Elle en impose, avec sa grande taille, ses hublots et ses multiples bras qui envahissent presque toute la pièce. Même le papier aluminium qui la recouvre comme une papillote ne parvient pas à lui ôter son sérieux. Et pour cause ! Cette machine permet aux physiciens de fabriquer des objets minuscules et très complexes.

Bâtir dans l’ultravide

« C’est un bâti de croissance, explique Philippe Schieffer, chercheur dans le département Matériaux et nanosciences à l’IPR, il nous sert à fabriquer ce que l’on appelle des couches minces. » Ce sont des matériaux composés de plusieurs strates déposées sur une base de semi-conducteur (le silicium, par exemple), ne dépassant pas quelques nanomètres chacune. « Pour être plus exact, il s’agit de quatre bâtis de croissance reliés entre eux, précise le physicien. Ils fonctionnent avec des méthodes différentes, en fonction de la couche que l’on veut fabriquer. » L’un peut déposer un film d’oxyde en chauffant un métal à des hautes températures en présence d’oxygène.
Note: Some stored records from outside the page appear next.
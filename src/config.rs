use anyhow::{Context, Result};
use chrono::FixedOffset;
use serde::{Deserialize, Serialize};
use std::time::Duration;

use crate::audio::PlayerSettings;

#[derive(Debug, Clone, Deserialize, Serialize)]
pub struct Config {
    // Discord
    pub discord_token: String,
    pub guild_id: Option<u64>, // Para registrar comandos en una sola guild

    // Registro de acciones
    pub log_guild_id: Option<u64>,
    pub log_channel_id: Option<u64>,
    pub log_utc_offset_minutes: i32,

    // Audio
    pub default_volume: f32,
    pub ytdlp_path: String,

    // Reproducción
    pub advance_grace_ms: u64,
    pub resolve_timeout_secs: u64,
    pub max_consecutive_failures: usize, // 0 = sin límite
    pub advance_after_error: bool,
}

impl Config {
    pub fn load() -> Result<Self> {
        dotenvy::dotenv().ok();

        let config = Self::from_vars(|key| std::env::var(key).ok())?;
        config.validate()?;

        Ok(config)
    }

    /// Builds the configuration from an arbitrary variable lookup.
    ///
    /// `load` passes the process environment; tests pass a map.
    pub fn from_vars<F>(var: F) -> Result<Self>
    where
        F: Fn(&str) -> Option<String>,
    {
        let defaults = Self::default();

        let config = Self {
            // Discord
            discord_token: var("DISCORD_TOKEN")
                .filter(|token| !token.trim().is_empty())
                .context("DISCORD_TOKEN is not set")?,
            guild_id: parse_optional(&var, "GUILD_ID")?,

            log_guild_id: parse_optional(&var, "LOG_GUILD_ID")?,
            log_channel_id: parse_optional(&var, "LOG_CHANNEL_ID")?,
            log_utc_offset_minutes: parse_or(&var, "LOG_UTC_OFFSET_MINUTES", defaults.log_utc_offset_minutes)?,

            default_volume: parse_or(&var, "DEFAULT_VOLUME", defaults.default_volume)?,
            ytdlp_path: var("YTDLP_PATH").unwrap_or(defaults.ytdlp_path),

            advance_grace_ms: parse_or(&var, "ADVANCE_GRACE_MS", defaults.advance_grace_ms)?,
            resolve_timeout_secs: parse_or(&var, "RESOLVE_TIMEOUT_SECS", defaults.resolve_timeout_secs)?,
            max_consecutive_failures: parse_or(
                &var,
                "MAX_CONSECUTIVE_FAILURES",
                defaults.max_consecutive_failures,
            )?,
            advance_after_error: parse_or(&var, "ADVANCE_AFTER_ERROR", defaults.advance_after_error)?,
        };

        Ok(config)
    }

    /// Validates configuration values for correctness.
    ///
    /// # Validation Rules
    ///
    /// - Volume must be between 0.0 and 2.0
    /// - The resolve timeout must be at least one second
    /// - The log offset must be a real UTC offset (less than 24 hours)
    /// - The log guild and log channel are configured together or not at all
    /// - Discord ids are never zero
    pub fn validate(&self) -> Result<()> {
        if self.default_volume < 0.0 || self.default_volume > 2.0 {
            anyhow::bail!("Default volume must be between 0.0 and 2.0, got: {}", self.default_volume);
        }

        if self.resolve_timeout_secs == 0 {
            anyhow::bail!("Resolve timeout must be greater than 0");
        }

        if self.log_utc_offset_minutes.abs() >= 24 * 60 {
            anyhow::bail!(
                "Log UTC offset must be less than 24 hours, got: {} minutes",
                self.log_utc_offset_minutes
            );
        }

        if self.log_guild_id.is_some() != self.log_channel_id.is_some() {
            anyhow::bail!("LOG_GUILD_ID and LOG_CHANNEL_ID must be set together");
        }

        for (key, id) in [
            ("GUILD_ID", self.guild_id),
            ("LOG_GUILD_ID", self.log_guild_id),
            ("LOG_CHANNEL_ID", self.log_channel_id),
        ] {
            if id == Some(0) {
                anyhow::bail!("{} must be a non-zero Discord id", key);
            }
        }

        Ok(())
    }

    /// Playback engine settings derived from this configuration.
    pub fn player_settings(&self) -> PlayerSettings {
        PlayerSettings {
            advance_grace: Duration::from_millis(self.advance_grace_ms),
            resolve_timeout: Duration::from_secs(self.resolve_timeout_secs),
            max_consecutive_failures: self.max_consecutive_failures,
            advance_after_error: self.advance_after_error,
        }
    }

    /// Zone of the timestamps written to the action log.
    pub fn log_offset(&self) -> Result<FixedOffset> {
        FixedOffset::east_opt(self.log_utc_offset_minutes * 60)
            .with_context(|| format!("Invalid log UTC offset: {} minutes", self.log_utc_offset_minutes))
    }

    /// Returns a summary of the current configuration for logging.
    ///
    /// The Discord token is never part of the summary.
    pub fn summary(&self) -> String {
        let failures = match self.max_consecutive_failures {
            0 => "unlimited".to_string(),
            n => n.to_string(),
        };

        format!(
            "Config Summary:\n  \
            Discord: commands {}\n  \
            Action log: {}\n  \
            Audio: {}% vol, extractor '{}'\n  \
            Playback: {} grace, {} resolve timeout, {} consecutive failures, advance after error={}",
            self.guild_id.map_or("global".to_string(), |id| format!("in guild {}", id)),
            match (self.log_guild_id, self.log_channel_id) {
                (Some(guild), Some(channel)) => format!("guild {} channel {}", guild, channel),
                _ => "disabled".to_string(),
            },
            (self.default_volume * 100.0) as u32,
            self.ytdlp_path,
            humantime::format_duration(Duration::from_millis(self.advance_grace_ms)),
            humantime::format_duration(Duration::from_secs(self.resolve_timeout_secs)),
            failures,
            self.advance_after_error
        )
    }
}

/// Default configuration values.
///
/// Used as fallbacks when environment variables are not provided.
impl Default for Config {
    fn default() -> Self {
        Self {
            // Discord (no defaults - must be provided)
            discord_token: String::new(),
            guild_id: None,

            log_guild_id: None,
            log_channel_id: None,
            log_utc_offset_minutes: 330, // IST

            default_volume: 0.5,
            ytdlp_path: "yt-dlp".to_string(),

            advance_grace_ms: 1000,
            resolve_timeout_secs: 30,
            max_consecutive_failures: 10,
            advance_after_error: true,
        }
    }
}

fn parse_optional<F, T>(var: &F, key: &str) -> Result<Option<T>>
where
    F: Fn(&str) -> Option<String>,
    T: std::str::FromStr,
    T::Err: std::error::Error + Send + Sync + 'static,
{
    match var(key) {
        Some(value) if !value.trim().is_empty() => value
            .trim()
            .parse()
            .map(Some)
            .with_context(|| format!("{} has an invalid value: {}", key, value)),
        _ => Ok(None),
    }
}

fn parse_or<F, T>(var: &F, key: &str, default: T) -> Result<T>
where
    F: Fn(&str) -> Option<String>,
    T: std::str::FromStr,
    T::Err: std::error::Error + Send + Sync + 'static,
{
    Ok(parse_optional(var, key)?.unwrap_or(default))
}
Deux autres sont spécialisés dans les couches métalliques et semi-conductrices. Et le quatrième, qui vient d’arriver à l’IPR, fonctionne grâce à de la lumière laser pulsée. Il est réservé aux oxydes plus complexes, et les physiciens collaborent avec des chercheurs de l’Institut des sciences chimiques de Rennes(1) pour son exploitation. La grande nouveauté, c’est la connexion entre ces machines. « Cela nous permet de faire passer nos échantillons de l’un à l’autre sans quitter l’ultravide que requièrent nos expériences. »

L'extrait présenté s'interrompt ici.